Say how many lines below hold the word "StepComposer"; give the number by itself.

[Stored data entries]
********

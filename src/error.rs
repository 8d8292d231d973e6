use thiserror::Error;

/// Errors raised while reading or writing descriptor documents.
///
/// Rendering itself never fails; only the file boundary does.
#[derive(Error, Debug)]
pub enum LoadError {
    #[error("Failed to access descriptor file '{path}': {source}. Check that the file exists and is readable.")]
    Io {
        path: String,
        #[source]
        source: std::io::Error,
    },

    #[error("Failed to parse YAML descriptor: {0}. Check the file format.")]
    Yaml(#[from] serde_yaml::Error),

    #[error("Failed to parse JSON descriptor: {0}. Check the file format.")]
    Json(#[from] serde_json::Error),
}
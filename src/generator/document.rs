//! Document Assembly
//!
//! Assembles complete WDL documents: sub-workflow imports, struct
//! declarations, the workflow block and the nested task declarations
//! produced while composing its steps.

use std::collections::HashSet;

use log::{debug, info};

use crate::workflow::model::{Document, StructDefinition, TaskDocument, Workflow, WorkflowOutput};

use super::compose::StepComposer;
use super::task::render_task;
use super::{indent_block, RenderOptions, INDENT};

/// A rendered document and the task ids its workflow consumed.
#[derive(Debug, Clone, PartialEq)]
pub struct GeneratedDocument {
    pub text: String,
    /// Empty for task documents
    pub task_ids: Vec<String>,
}

/// Renders a descriptor document into WDL source.
///
/// # Example
///
/// ```
/// use wdlforge::generator::{render_document, RenderOptions};
/// use wdlforge::workflow::model::{Document, Workflow, WorkflowStep};
///
/// let workflow = Workflow::new("main").with_step(WorkflowStep::new("hello"));
/// let generated = render_document(&Document::Workflow(workflow), &RenderOptions::default());
///
/// assert!(generated.text.contains("workflow main {\n    call hello\n}"));
/// assert_eq!(generated.task_ids, vec!["hello"]);
/// ```
pub fn render_document(document: &Document, options: &RenderOptions) -> GeneratedDocument {
    match document {
        Document::Task(doc) => GeneratedDocument {
            text: render_task_document(doc, options),
            task_ids: Vec::new(),
        },
        Document::Workflow(workflow) => render_workflow_document(workflow, options),
    }
}

fn render_task_document(doc: &TaskDocument, options: &RenderOptions) -> String {
    let mut sections: Vec<String> = doc.structs.iter().map(render_struct).collect();
    sections.push(render_task(&doc.task, &doc.structs, options));
    finish(sections)
}

fn render_workflow_document(workflow: &Workflow, options: &RenderOptions) -> GeneratedDocument {
    info!("Rendering workflow '{}'", workflow.name);

    let composition = StepComposer::new(options).compose(
        &workflow.steps,
        &workflow.subworkflows,
        &workflow.structs,
    );

    let mut sections = Vec::new();

    let imports = dedup(composition.imports.iter().map(String::as_str));
    if !imports.is_empty() {
        sections.push(imports.join("\n"));
    }

    sections.extend(workflow.structs.iter().map(render_struct));

    let mut parts = Vec::new();
    if !workflow.inputs.is_empty() {
        let declarations: Vec<String> = workflow.inputs.iter().map(|v| v.declaration()).collect();
        parts.push(declarations.join("\n"));
    }
    if !composition.body.is_empty() {
        parts.push(composition.body.clone());
    }
    if !workflow.outputs.is_empty() {
        parts.push(render_outputs(&workflow.outputs));
    }
    sections.push(format!(
        "workflow {} {{\n{}\n}}",
        workflow.name,
        indent_block(&parts.join("\n\n"), INDENT)
    ));

    let mut emitted = HashSet::new();
    for task in &composition.nested_tasks {
        if emitted.insert(task.name.as_str()) {
            sections.push(task.text.clone());
        } else {
            debug!("Skipping duplicate task declaration '{}'", task.name);
        }
    }

    GeneratedDocument {
        text: finish(sections),
        task_ids: composition.task_ids,
    }
}

/// Renders `struct NAME { ... }` with one `Type field` line per field.
fn render_struct(definition: &StructDefinition) -> String {
    let fields: Vec<String> = definition
        .fields
        .iter()
        .map(|(name, variable_type)| format!("{}{} {}", INDENT, variable_type, name))
        .collect();
    format!("struct {} {{\n{}\n}}", definition.name, fields.join("\n"))
}

fn render_outputs(outputs: &[WorkflowOutput]) -> String {
    let lines: Vec<String> = outputs
        .iter()
        .map(|output| {
            format!(
                "{}{} {} = {}",
                INDENT,
                output.variable_type,
                output.leaf_name(),
                output.name
            )
        })
        .collect();
    format!("output {{\n{}\n}}", lines.join("\n"))
}

/// Keeps the first occurrence of each line.
fn dedup<'a>(lines: impl Iterator<Item = &'a str>) -> Vec<&'a str> {
    let mut seen = HashSet::new();
    lines.filter(|line| seen.insert(*line)).collect()
}

fn finish(sections: Vec<String>) -> String {
    let mut text = sections.join("\n\n");
    text.push('\n');
    text
}

#[cfg(test)]
mod tests {
    use super::*;
    use crate::workflow::model::{
        Command, CommandInput, TaskDefinition, TaskVariable, Unpack, WorkflowStep,
    };

    fn bwa_task() -> TaskDefinition {
        TaskDefinition::new(
            "bwa",
            Command::new("bwa").with_input(CommandInput::new("sample", "Sample").at(1)),
        )
        .with_input(TaskVariable::new("sample", "Sample"))
        .with_output("bam", "File", "\"out.bam\"")
    }

    #[test]
    fn test_struct_declaration_keeps_field_order() {
        let definition = StructDefinition::new("Sample")
            .with_field("reads", "File")
            .with_field("id", "String");

        assert_eq!(
            render_struct(&definition),
            "struct Sample {\n    File reads\n    String id\n}"
        );
    }

    #[test]
    fn test_full_workflow_document() {
        let mut workflow = Workflow::new("align_all");
        workflow.inputs.push(TaskVariable::new("samples", "Array[Sample]"));
        workflow.structs.push(StructDefinition::new("Sample").with_field("reads", "File"));
        workflow.outputs.push(WorkflowOutput {
            name: "bwa.bam".to_string(),
            variable_type: "Array[File]".to_string(),
        });
        workflow.steps.push(
            WorkflowStep::new("bwa")
                .with_definition(bwa_task())
                .with_input("bwa.sample", "s")
                .with_scatter("s", "samples"),
        );
        workflow
            .subworkflows
            .push(WorkflowStep::subworkflow("qc").with_definition(bwa_task()));

        let generated = render_document(&Document::Workflow(workflow), &RenderOptions::default());
        let expected = "\
import \"qc.wdl\" as qc

struct Sample {
    File reads
}

workflow align_all {
    Array[Sample] samples

    scatter (s in samples) {
        call bwa {
            input: sample=s
        }
    }

    call qc

    output {
        Array[File] bam = bwa.bam
    }
}

task bwa {
    Sample sample

    command {
        bwa \\
            ${write_struct(sample)}
    }

    output {
        File bam = \"out.bam\"
    }
}
";
        assert_eq!(generated.text, expected);
        assert_eq!(generated.task_ids, vec!["bwa", "qc"]);
    }

    #[test]
    fn test_duplicate_tasks_and_imports_emitted_once() {
        let mut workflow = Workflow::new("wf")
            .with_step(WorkflowStep::new("bwa").with_definition(bwa_task()))
            .with_step(WorkflowStep::new("bwa").with_definition(bwa_task()));
        workflow
            .subworkflows
            .push(WorkflowStep::subworkflow("a.qc").with_definition(bwa_task()));
        workflow
            .subworkflows
            .push(WorkflowStep::subworkflow("b.qc").with_definition(bwa_task()));

        let generated = render_document(&Document::Workflow(workflow), &RenderOptions::default());

        assert_eq!(generated.text.matches("task bwa {").count(), 1);
        assert_eq!(generated.text.matches("import \"qc.wdl\" as qc").count(), 1);
        assert_eq!(generated.task_ids, vec!["bwa", "bwa", "a.qc", "b.qc"]);
    }

    #[test]
    fn test_prescatter_inside_workflow_body() {
        let workflow = Workflow::new("wf").with_step(
            WorkflowStep::new("count")
                .with_prescatter("samples", vec![Unpack::new("ids", "id", "String")]),
        );

        let generated = render_document(&Document::Workflow(workflow), &RenderOptions::default());
        let prescatter = concat!(
            "    scatter (samples_item in samples) {\n",
            "        String ids = samples_item.id\n",
            "    }\n",
            "    call count",
        );
        assert!(generated.text.contains(prescatter));
    }

    #[test]
    fn test_task_document() {
        let doc = TaskDocument {
            task: bwa_task(),
            structs: vec![StructDefinition::new("Sample").with_field("reads", "File")],
        };

        let generated = render_document(&Document::Task(doc), &RenderOptions::default());
        assert!(generated.text.starts_with("struct Sample {\n    File reads\n}\n\ntask bwa {"));
        assert!(generated.text.ends_with("}\n"));
        assert!(generated.task_ids.is_empty());
    }

    #[test]
    fn test_empty_workflow() {
        let generated = render_document(
            &Document::Workflow(Workflow::new("empty")),
            &RenderOptions::default(),
        );
        assert_eq!(generated.text, "workflow empty {\n\n}\n");
    }
}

********

• _Result below_
2